The Calle de Génova is a street in Madrid, Spain. It is the dividing line between the neighbourhoods of Justicia and Almagro, in the respective districts of Centro and Chamberí. It runs from the Plaza de Alonso Martínez to the Plaza de Colón.

==Name==
The street was called the Ronda de Santa Bárbara until 1859 and the Ronda de Recoletos until 1 October 1886, when the City Council of Madrid renamed it after Genoa, the birthplace of Christopher Columbus, whose name is carried by the square at its end.

==Features==
Historically, the street was in the outskirts of the city between two entrance gates erected in the 18th century: the Puerta de Santa Bárbara and the Puerta de Alcalá, of which only the latter remains. Up until the 20th century, it had many convents and palaces.

The street is now known for the headquarters of the People's Party, resident at number 13 since 1983, when the party was the People's Alliance. The building, at the corner with the Calle de Zurbano, was formerly the Palace of the Marquises of Bedmar. "Génova" is used as a metonym by the Spanish media for the national leadership of the party.

In September 2015, the seat of the Audiencia Nacional national court was opened at Calle Génova, though its official address is through the entry door at 1 Calle García Gutiérrez.

There is a plaque at number 24 to mark the birthplace in 1903 of José Antonio Primo de Rivera, founder of Falangism. At number 26, there is the Palacio de Gamazo, an 1888 work by Ricardo Velázquez Bosco that is classed as a Bien de Interés Cultural.

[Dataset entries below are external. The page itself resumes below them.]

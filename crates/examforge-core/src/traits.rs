//! Collaborator traits: LLM generation backends, exam persistence and
//! document storage.
//!
//! Backends are implemented in `examforge-providers`; stores in
//! `examforge-store`.

use async_trait::async_trait;
use serde::{Deserialize, Serialize};
use uuid::Uuid;

use crate::error::Result;
use crate::model::{Exam, ExamRecord};

// ---------------------------------------------------------------------------
// Generation backend
// ---------------------------------------------------------------------------

/// An LLM vendor API that turns prompts into text.
///
/// Failures should be typed as [`crate::error::ProviderError`] wherever the
/// backend can tell quota and unknown-model failures apart; the model
/// resolver classifies everything else by its message.
#[async_trait]
pub trait GenerationBackend: Send + Sync {
    /// Human-readable backend name (e.g. "gemini").
    fn name(&self) -> &str;

    /// Number of credentials the backend rotates through.
    fn credential_count(&self) -> usize {
        1
    }

    /// Generate text with one specific model.
    async fn generate(&self, request: &GenerateRequest) -> anyhow::Result<GenerateResponse>;

    /// Enumerate the model identities the vendor currently serves.
    async fn list_models(&self) -> anyhow::Result<Vec<ModelInfo>>;
}

/// Request to generate text from one model.
#[derive(Debug, Clone, Serialize, Deserialize)]
pub struct GenerateRequest {
    /// Model identifier without vendor prefix (e.g. "gemini-2.5-flash").
    pub model: String,
    /// The full prompt.
    pub prompt: String,
    /// Binary documents sent inline with the prompt.
    #[serde(skip)]
    pub attachments: Vec<Attachment>,
}

impl GenerateRequest {
    pub fn new(model: impl Into<String>, prompt: impl Into<String>) -> Self {
        Self {
            model: model.into(),
            prompt: prompt.into(),
            attachments: Vec::new(),
        }
    }
}

/// A document attached to a generation request.
#[derive(Debug, Clone, Default)]
pub struct Attachment {
    pub filename: String,
    pub mime_type: String,
    pub bytes: Vec<u8>,
}

/// Response from a generation request.
#[derive(Debug, Clone, Serialize, Deserialize)]
pub struct GenerateResponse {
    /// The raw response text.
    pub text: String,
    /// Model that produced the response.
    pub model: String,
    /// 0-based index of the credential that succeeded, if the backend
    /// rotates credentials.
    #[serde(default)]
    pub credential_index: Option<usize>,
    /// Latency in milliseconds.
    pub latency_ms: u64,
}

/// Coarse model modality as reported by the vendor listing.
#[derive(Debug, Clone, Copy, PartialEq, Eq, Serialize, Deserialize)]
#[serde(rename_all = "lowercase")]
pub enum Modality {
    Text,
    Image,
    Speech,
    Embedding,
    Robotics,
    Other,
}

impl Modality {
    /// Guess the modality from a model id and display name.
    pub fn infer(id: &str, display_name: &str) -> Self {
        let haystack = format!("{id} {display_name}").to_lowercase();
        if haystack.contains("embedding") || haystack.contains("aqa") {
            Modality::Embedding
        } else if haystack.contains("tts") || haystack.contains("speech") || haystack.contains("audio")
        {
            Modality::Speech
        } else if haystack.contains("robotics") {
            Modality::Robotics
        } else if haystack.contains("imagen") || haystack.contains("image-generation") {
            Modality::Image
        } else {
            Modality::Text
        }
    }

    /// Modalities that can never produce an exam paper or report.
    pub fn is_excluded(&self) -> bool {
        matches!(
            self,
            Modality::Speech | Modality::Embedding | Modality::Robotics
        )
    }
}

/// One model identity from the vendor listing.
#[derive(Debug, Clone, Serialize, Deserialize)]
pub struct ModelInfo {
    /// Model identifier. May carry a "models/" prefix.
    pub id: String,
    /// Whether the model supports content generation.
    pub supports_generation: bool,
    pub modality: Modality,
}

// ---------------------------------------------------------------------------
// Persistence
// ---------------------------------------------------------------------------

/// Transactional store for exam aggregates.
///
/// Writers are serialized per exam through `commit`, which succeeds only when
/// the record's `version` still matches the stored one.
#[async_trait]
pub trait ExamStore: Send + Sync {
    /// Persist a new exam. Fails if the id already exists.
    async fn insert(&self, record: ExamRecord) -> Result<()>;

    /// Load an exam aggregate, or `NotFound`.
    async fn load(&self, exam_id: Uuid) -> Result<ExamRecord>;

    /// Compare-and-swap commit. Returns the stored record with its bumped
    /// version, or `Conflict` if another writer committed first.
    async fn commit(&self, record: ExamRecord) -> Result<ExamRecord>;

    /// Delete an exam with its questions, answers and file rows. Returns the
    /// deleted record, if any.
    async fn delete(&self, exam_id: Uuid) -> Result<Option<ExamRecord>>;

    /// All exams, newest first.
    async fn list(&self) -> Result<Vec<Exam>>;
}

/// Document storage keyed by path.
#[async_trait]
pub trait BlobStore: Send + Sync {
    /// Store bytes under a name derived from `suggested_name`; returns the
    /// storage path.
    async fn save(&self, bytes: &[u8], suggested_name: &str) -> Result<String>;

    async fn read(&self, path: &str) -> Result<Vec<u8>>;

    async fn remove(&self, path: &str) -> Result<()>;
}

#[cfg(test)]
mod tests {
    use super::*;

    #[test]
    fn modality_inference() {
        assert_eq!(
            Modality::infer("models/text-embedding-004", "Text Embedding 004"),
            Modality::Embedding
        );
        assert_eq!(
            Modality::infer("models/gemini-2.5-flash-preview-tts", ""),
            Modality::Speech
        );
        assert_eq!(
            Modality::infer("models/gemini-robotics-er-1.5-preview", ""),
            Modality::Robotics
        );
        assert_eq!(
            Modality::infer("models/gemini-2.5-pro", "Gemini 2.5 Pro"),
            Modality::Text
        );
        assert!(Modality::Speech.is_excluded());
        assert!(!Modality::Image.is_excluded());
    }
}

Twin skyscrapers designed by Antonio Lamela and finished in 1976, the Torres de Colón are at number 31, at the corner with the Paseo de la Castellana near the Plaza de Colón. José Luis Sánchez Fernández's sculpture Herón is situated outside, and in an island halfway across the road is Woman with Mirror, donated by Fernando Botero as the most popular piece from his 1994 exhibit.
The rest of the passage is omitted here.